> **WHAT THE TASK ASKS**
Examine the records and identify each line that includes the string "already". Copy those lines.

══ RECORDS FOR THE TASK

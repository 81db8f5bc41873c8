//! Connection registry
//!
//! Tracks all live sessions using DashMap for thread-safe access and owns
//! every session's transport handle. Nothing outside the registry writes to
//! or closes a session directly; callers refer to sessions by id.

use super::presence::PresenceEvent;
use super::session::{SessionEntry, SessionInfo, TransportHandle, TransportKind};
use crate::error::{GatewayError, GatewayResult};
use crate::metrics::ConnectionGauge;
use crate::protocol::{CloseCode, GatewayMessage};
use chrono::{DateTime, Utc};
use courier_common::{EventType, RealtimeConfig, SessionId, UserId};
use dashmap::DashMap;
use serde_json::Value;
use std::collections::HashSet;
use std::sync::atomic::{AtomicBool, AtomicUsize, Ordering};
use std::sync::Arc;
use tokio::sync::broadcast;
use tokio::time::Instant;

/// Presence events buffered per subscriber before it lags
const PRESENCE_BUFFER: usize = 1024;

/// Outcome of delivering one event to a user's local sessions
#[derive(Debug, Clone, Default, PartialEq, Eq)]
pub struct LocalDelivery {
    /// Sessions the event was queued on
    pub delivered: usize,
    /// Sessions torn down because their queue was full or closed
    pub failed: Vec<SessionId>,
}

/// Registry of live sessions on this instance
pub struct ConnectionRegistry {
    /// Sessions by session ID
    sessions: DashMap<SessionId, Arc<SessionEntry>>,

    /// User ID to session IDs mapping
    user_sessions: DashMap<UserId, HashSet<SessionId>>,

    /// Time each user's last session went away
    last_seen: DashMap<UserId, DateTime<Utc>>,

    max_sessions_per_user: usize,
    accepting: AtomicBool,
    peak: AtomicUsize,
    presence_tx: broadcast::Sender<PresenceEvent>,
}

impl ConnectionRegistry {
    /// Create a registry allowing `max_sessions_per_user` concurrent sessions per user
    #[must_use]
    pub fn new(max_sessions_per_user: usize) -> Self {
        let (presence_tx, _) = broadcast::channel(PRESENCE_BUFFER);
        Self {
            sessions: DashMap::new(),
            user_sessions: DashMap::new(),
            last_seen: DashMap::new(),
            max_sessions_per_user,
            accepting: AtomicBool::new(true),
            peak: AtomicUsize::new(0),
            presence_tx,
        }
    }

    #[must_use]
    pub fn from_config(config: &RealtimeConfig) -> Self {
        Self::new(config.max_connections_per_user)
    }

    /// Receive online/offline transitions
    pub fn subscribe_presence(&self) -> broadcast::Receiver<PresenceEvent> {
        self.presence_tx.subscribe()
    }

    #[must_use]
    pub fn max_sessions_per_user(&self) -> usize {
        self.max_sessions_per_user
    }

    /// Register a new session for an authenticated user
    ///
    /// Fails with `ConnectionLimitExceeded` when the user already holds the
    /// maximum number of sessions; existing sessions are left untouched.
    pub fn register(
        &self,
        user_id: UserId,
        session_id: SessionId,
        handle: TransportHandle,
        transport: TransportKind,
    ) -> GatewayResult<SessionInfo> {
        if !self.is_accepting() {
            return Err(GatewayError::ShuttingDown);
        }

        let entry = Arc::new(SessionEntry::new(
            session_id.clone(),
            user_id.clone(),
            transport,
            handle,
        ));

        {
            // The user's entry stays locked until the presence event is out,
            // so online/offline transitions for one user are emitted in order
            let mut user_sessions = self.user_sessions.entry(user_id.clone()).or_default();
            if user_sessions.len() >= self.max_sessions_per_user {
                return Err(GatewayError::ConnectionLimitExceeded {
                    user_id,
                    limit: self.max_sessions_per_user,
                });
            }

            let first = user_sessions.is_empty();
            user_sessions.insert(session_id.clone());
            self.sessions.insert(session_id.clone(), Arc::clone(&entry));

            if first {
                let _ = self.presence_tx.send(PresenceEvent::Online {
                    user_id: user_id.clone(),
                    session_id: session_id.clone(),
                    at: Utc::now(),
                });
                tracing::info!(user_id = %user_id, "User came online");
            }
        }

        self.peak.fetch_max(self.sessions.len(), Ordering::SeqCst);

        tracing::debug!(
            session_id = %session_id,
            user_id = %user_id,
            transport = ?transport,
            "Session registered"
        );

        Ok(entry.info())
    }

    /// Remove a session, dropping its transport handle
    ///
    /// Idempotent: returns `None` if the session is already gone.
    pub fn unregister(&self, session_id: &SessionId) -> Option<SessionInfo> {
        self.remove_entry(session_id).map(|entry| entry.info())
    }

    /// Send a close frame to a session and remove it
    pub fn close(&self, session_id: &SessionId, code: CloseCode) -> Option<SessionInfo> {
        let entry = self.remove_entry(session_id)?;
        entry.request_close(code);

        tracing::debug!(
            session_id = %session_id,
            close_code = code.as_u16(),
            "Session closed"
        );

        Some(entry.info())
    }

    fn remove_entry(&self, session_id: &SessionId) -> Option<Arc<SessionEntry>> {
        let (_, entry) = self.sessions.remove(session_id)?;
        let user_id = entry.user_id();

        let went_offline = match self.user_sessions.get_mut(user_id) {
            Some(mut user_sessions) => {
                user_sessions.remove(session_id);
                let empty = user_sessions.is_empty();
                if empty {
                    let now = Utc::now();
                    self.last_seen.insert(user_id.clone(), now);
                    let _ = self.presence_tx.send(PresenceEvent::Offline {
                        user_id: user_id.clone(),
                        at: now,
                    });
                }
                empty
            }
            None => false,
        };

        if went_offline {
            // Only drop the entry if no session slipped in meanwhile
            self.user_sessions.remove_if(user_id, |_, sessions| sessions.is_empty());
            tracing::info!(user_id = %user_id, "User went offline");
        }

        tracing::debug!(
            session_id = %session_id,
            user_id = %user_id,
            "Session unregistered"
        );

        Some(entry)
    }

    /// Copy of a user's sessions
    #[must_use]
    pub fn sessions_for(&self, user_id: &UserId) -> Vec<SessionInfo> {
        self.entries_for(user_id).iter().map(|entry| entry.info()).collect()
    }

    /// Copy of one session
    #[must_use]
    pub fn session(&self, session_id: &SessionId) -> Option<SessionInfo> {
        self.sessions.get(session_id).map(|entry| entry.info())
    }

    /// Whether the user holds any session on this instance
    #[must_use]
    pub fn is_local(&self, user_id: &UserId) -> bool {
        self.user_sessions
            .get(user_id)
            .is_some_and(|sessions| !sessions.is_empty())
    }

    /// Number of live sessions
    #[must_use]
    pub fn session_count(&self) -> usize {
        self.sessions.len()
    }

    /// Number of users with at least one session
    #[must_use]
    pub fn user_count(&self) -> usize {
        self.user_sessions.len()
    }

    /// Highest number of simultaneous sessions seen
    #[must_use]
    pub fn peak_sessions(&self) -> usize {
        self.peak.load(Ordering::SeqCst)
    }

    /// When the user last went offline on this instance
    #[must_use]
    pub fn last_seen(&self, user_id: &UserId) -> Option<DateTime<Utc>> {
        self.last_seen.get(user_id).map(|at| *at)
    }

    /// Record inbound activity, returning the session to `Alive`
    pub fn touch(&self, session_id: &SessionId) -> bool {
        match self.sessions.get(session_id) {
            Some(entry) => {
                entry.with_liveness(|liveness| liveness.record_activity(Instant::now()));
                true
            }
            None => false,
        }
    }

    /// Queue an event on every local session of the user
    ///
    /// A session whose queue is full or closed is torn down on the spot.
    pub fn deliver(&self, user_id: &UserId, event_type: &EventType, data: &Value) -> LocalDelivery {
        let mut outcome = LocalDelivery::default();

        for entry in self.entries_for(user_id) {
            if entry.enqueue_dispatch(event_type, data) {
                outcome.delivered += 1;
                tracing::trace!(
                    session_id = %entry.session_id(),
                    event_type = %event_type,
                    "Event queued"
                );
            } else {
                self.fail_session(&entry);
                outcome.failed.push(entry.session_id().clone());
            }
        }

        outcome
    }

    /// Queue a single frame on one session
    pub fn send_to_session(&self, session_id: &SessionId, message: GatewayMessage) -> GatewayResult<()> {
        let entry = self
            .sessions
            .get(session_id)
            .map(|entry| Arc::clone(&entry))
            .ok_or_else(|| GatewayError::TransportWriteFailure {
                session_id: session_id.clone(),
            })?;

        if entry.enqueue(message) {
            Ok(())
        } else {
            self.fail_session(&entry);
            Err(GatewayError::TransportWriteFailure {
                session_id: session_id.clone(),
            })
        }
    }

    fn fail_session(&self, entry: &SessionEntry) {
        tracing::warn!(
            session_id = %entry.session_id(),
            user_id = %entry.user_id(),
            "Transport write failed, tearing down session"
        );
        self.close(entry.session_id(), CloseCode::SlowConsumer);
    }

    /// Refuse all further registrations
    pub fn stop_accepting(&self) {
        self.accepting.store(false, Ordering::SeqCst);
    }

    #[must_use]
    pub fn is_accepting(&self) -> bool {
        self.accepting.load(Ordering::SeqCst)
    }

    /// Frames queued across all sessions and not yet written
    #[must_use]
    pub fn pending_frames(&self) -> usize {
        self.sessions.iter().map(|entry| entry.pending()).sum()
    }

    /// Close every session with `code`, returning how many were closed
    pub fn close_all(&self, code: CloseCode) -> usize {
        let ids: Vec<SessionId> = self.sessions.iter().map(|entry| entry.key().clone()).collect();
        ids.iter()
            .filter(|session_id| self.close(session_id, code).is_some())
            .count()
    }

    /// Snapshot of all session records
    pub(crate) fn entries(&self) -> Vec<Arc<SessionEntry>> {
        self.sessions.iter().map(|entry| Arc::clone(entry.value())).collect()
    }

    fn entries_for(&self, user_id: &UserId) -> Vec<Arc<SessionEntry>> {
        // Copy the ids first so no user_sessions guard is held while reading sessions
        let ids: Vec<SessionId> = match self.user_sessions.get(user_id) {
            Some(sessions) => sessions.iter().cloned().collect(),
            None => return Vec::new(),
        };

        ids.iter()
            .filter_map(|session_id| self.sessions.get(session_id).map(|entry| Arc::clone(&entry)))
            .collect()
    }
}

impl ConnectionGauge for ConnectionRegistry {
    fn connected(&self) -> usize {
        self.session_count()
    }

    fn peak(&self) -> usize {
        self.peak_sessions()
    }
}

impl std::fmt::Debug for ConnectionRegistry {
    fn fmt(&self, f: &mut std::fmt::Formatter<'_>) -> std::fmt::Result {
        f.debug_struct("ConnectionRegistry")
            .field("sessions", &self.sessions.len())
            .field("users", &self.user_sessions.len())
            .field("max_sessions_per_user", &self.max_sessions_per_user)
            .field("accepting", &self.is_accepting())
            .finish()
    }
}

════

> **RESPONSE AREA**
    /// Fails with `ConnectionLimitExceeded` when the user already holds the
    /// Idempotent: returns `None` if the session is already gone.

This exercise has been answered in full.